- [Task details]:
The data follows. Retype every entry exactly.

- [Collected data]:
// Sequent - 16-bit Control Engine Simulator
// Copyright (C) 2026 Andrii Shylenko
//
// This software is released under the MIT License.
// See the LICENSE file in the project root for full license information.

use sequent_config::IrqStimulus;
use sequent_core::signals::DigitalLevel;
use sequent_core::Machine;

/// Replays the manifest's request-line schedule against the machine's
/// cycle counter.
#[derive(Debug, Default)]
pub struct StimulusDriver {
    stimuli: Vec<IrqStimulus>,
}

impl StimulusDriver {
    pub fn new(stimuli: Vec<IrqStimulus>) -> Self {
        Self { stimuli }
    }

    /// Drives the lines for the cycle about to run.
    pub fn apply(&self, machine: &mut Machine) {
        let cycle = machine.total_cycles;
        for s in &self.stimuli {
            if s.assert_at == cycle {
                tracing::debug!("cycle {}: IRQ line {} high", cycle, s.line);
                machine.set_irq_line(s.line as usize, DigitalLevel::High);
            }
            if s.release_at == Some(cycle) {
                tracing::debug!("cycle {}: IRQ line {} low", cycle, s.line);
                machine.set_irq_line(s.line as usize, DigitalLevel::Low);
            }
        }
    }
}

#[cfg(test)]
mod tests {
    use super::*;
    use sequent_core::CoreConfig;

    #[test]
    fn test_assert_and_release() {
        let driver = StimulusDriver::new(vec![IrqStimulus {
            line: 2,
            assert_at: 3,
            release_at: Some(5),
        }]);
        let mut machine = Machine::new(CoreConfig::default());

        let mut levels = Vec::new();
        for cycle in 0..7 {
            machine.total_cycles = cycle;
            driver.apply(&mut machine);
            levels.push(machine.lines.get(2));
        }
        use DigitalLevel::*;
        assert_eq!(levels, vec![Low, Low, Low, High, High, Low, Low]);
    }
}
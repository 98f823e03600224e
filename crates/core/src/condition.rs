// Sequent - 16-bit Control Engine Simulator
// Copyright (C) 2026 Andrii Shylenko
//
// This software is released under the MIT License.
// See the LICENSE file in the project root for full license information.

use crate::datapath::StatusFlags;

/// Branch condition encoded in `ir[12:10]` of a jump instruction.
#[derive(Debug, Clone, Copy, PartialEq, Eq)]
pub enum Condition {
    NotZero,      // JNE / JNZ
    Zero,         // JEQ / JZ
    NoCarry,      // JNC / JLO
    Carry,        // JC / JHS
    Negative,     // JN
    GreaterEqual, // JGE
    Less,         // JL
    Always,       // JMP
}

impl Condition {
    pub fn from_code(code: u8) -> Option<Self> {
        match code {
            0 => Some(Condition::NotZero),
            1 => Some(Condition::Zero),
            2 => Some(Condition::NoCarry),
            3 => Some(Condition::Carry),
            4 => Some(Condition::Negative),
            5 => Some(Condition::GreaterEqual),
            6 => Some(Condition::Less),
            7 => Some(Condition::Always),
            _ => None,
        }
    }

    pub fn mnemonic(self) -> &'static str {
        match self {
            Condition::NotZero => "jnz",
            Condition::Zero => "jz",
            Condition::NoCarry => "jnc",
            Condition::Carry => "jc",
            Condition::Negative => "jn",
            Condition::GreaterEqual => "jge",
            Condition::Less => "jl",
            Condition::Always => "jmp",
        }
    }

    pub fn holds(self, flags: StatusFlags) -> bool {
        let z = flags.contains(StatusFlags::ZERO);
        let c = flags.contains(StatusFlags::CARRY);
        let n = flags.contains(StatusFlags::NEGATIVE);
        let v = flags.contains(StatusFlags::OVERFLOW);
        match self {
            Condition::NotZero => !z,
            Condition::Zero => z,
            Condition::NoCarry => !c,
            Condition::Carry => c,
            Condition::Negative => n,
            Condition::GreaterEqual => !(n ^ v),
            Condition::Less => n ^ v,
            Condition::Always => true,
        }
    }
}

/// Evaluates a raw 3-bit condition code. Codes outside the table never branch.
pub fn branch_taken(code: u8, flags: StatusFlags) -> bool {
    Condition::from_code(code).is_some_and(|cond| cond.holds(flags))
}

- [Answer to the problem]:
// Sequent - 16-bit Control Engine Simulator
// Copyright (C) 2026 Andrii Shylenko
//
// This software is released under the MIT License.
// See the LICENSE file in the project root for full license information.

use sequent_config::IrqStimulus;
use sequent_core::signals::DigitalLevel;
use sequent_core::Machine;

/// Replays the manifest's request-line schedule against the machine's
/// cycle counter.
#[derive(Debug, Default)]
pub struct StimulusDriver {
    stimuli: Vec<IrqStimulus>,
}

impl StimulusDriver {
    pub fn new(stimuli: Vec<IrqStimulus>) -> Self {
        Self { stimuli }
    }

    /// Drives the lines for the cycle about to run.
    pub fn apply(&self, machine: &mut Machine) {
        let cycle = machine.total_cycles;
        for s in &self.stimuli {
            if s.assert_at == cycle {
                tracing::debug!("cycle {}: IRQ line {} high", cycle, s.line);
                machine.set_irq_line(s.line as usize, DigitalLevel::High);
            }
            if s.release_at == Some(cycle) {
                tracing::debug!("cycle {}: IRQ line {} low", cycle, s.line);
                machine.set_irq_line(s.line as usize, DigitalLevel::Low);
            }
        }
    }
}

#[cfg(test)]
mod tests {
    use super::*;
    use sequent_core::CoreConfig;

    #[test]
    fn test_assert_and_release() {
        let driver = StimulusDriver::new(vec![IrqStimulus {
            line: 2,
            assert_at: 3,
            release_at: Some(5),
        }]);
        let mut machine = Machine::new(CoreConfig::default());

        let mut levels = Vec::new();
        for cycle in 0..7 {
            machine.total_cycles = cycle;
            driver.apply(&mut machine);
            levels.push(machine.lines.get(2));
        }
        use DigitalLevel::*;
        assert_eq!(levels, vec![Low, Low, Low, High, High, Low, Low]);
    }
}
repository 98f823e03600224e
filename crates/core/src/condition.rs
// Sequent - 16-bit Control Engine Simulator
// Copyright (C) 2026 Andrii Shylenko
//
// This software is released under the MIT License.
// See the LICENSE file in the project root for full license information.

use crate::datapath::StatusFlags;

/// Branch condition encoded in `ir[12:10]` of a jump instruction.
#[derive(Debug, Clone, Copy, PartialEq, Eq)]
pub enum Condition {
    NotZero,      // JNE / JNZ
    Zero,         // JEQ / JZ
    NoCarry,      // JNC / JLO
    Carry,        // JC / JHS
    Negative,     // JN
    GreaterEqual, // JGE
    Less,         // JL
    Always,       // JMP
}

impl Condition {
    pub fn from_code(code: u8) -> Option<Self> {
        match code {
            0 => Some(Condition::NotZero),
            1 => Some(Condition::Zero),
            2 => Some(Condition::NoCarry),
            3 => Some(Condition::Carry),
            4 => Some(Condition::Negative),
            5 => Some(Condition::GreaterEqual),
            6 => Some(Condition::Less),
            7 => Some(Condition::Always),
            _ => None,
        }
    }

    pub fn mnemonic(self) -> &'static str {
        match self {
            Condition::NotZero => "jnz",
            Condition::Zero => "jz",
            Condition::NoCarry => "jnc",
            Condition::Carry => "jc",
            Condition::Negative => "jn",
            Condition::GreaterEqual => "jge",
            Condition::Less => "jl",
            Condition::Always => "jmp",
        }
    }

    pub fn holds(self, flags: StatusFlags) -> bool {
        let z = flags.contains(StatusFlags::ZERO);
        let c = flags.contains(StatusFlags::CARRY);
        let n = flags.contains(StatusFlags::NEGATIVE);
        let v = flags.contains(StatusFlags::OVERFLOW);
        match self {
            Condition::NotZero => !z,
            Condition::Zero => z,
            Condition::NoCarry => !c,
            Condition::Carry => c,
            Condition::Negative => n,
            Condition::GreaterEqual => !(n ^ v),
            Condition::Less => n ^ v,
            Condition::Always => true,
        }
    }
}

/// Evaluates a raw 3-bit condition code. Codes outside the table never branch.
pub fn branch_taken(code: u8, flags: StatusFlags) -> bool {
    Condition::from_code(code).is_some_and(|cond| cond.holds(flags))
}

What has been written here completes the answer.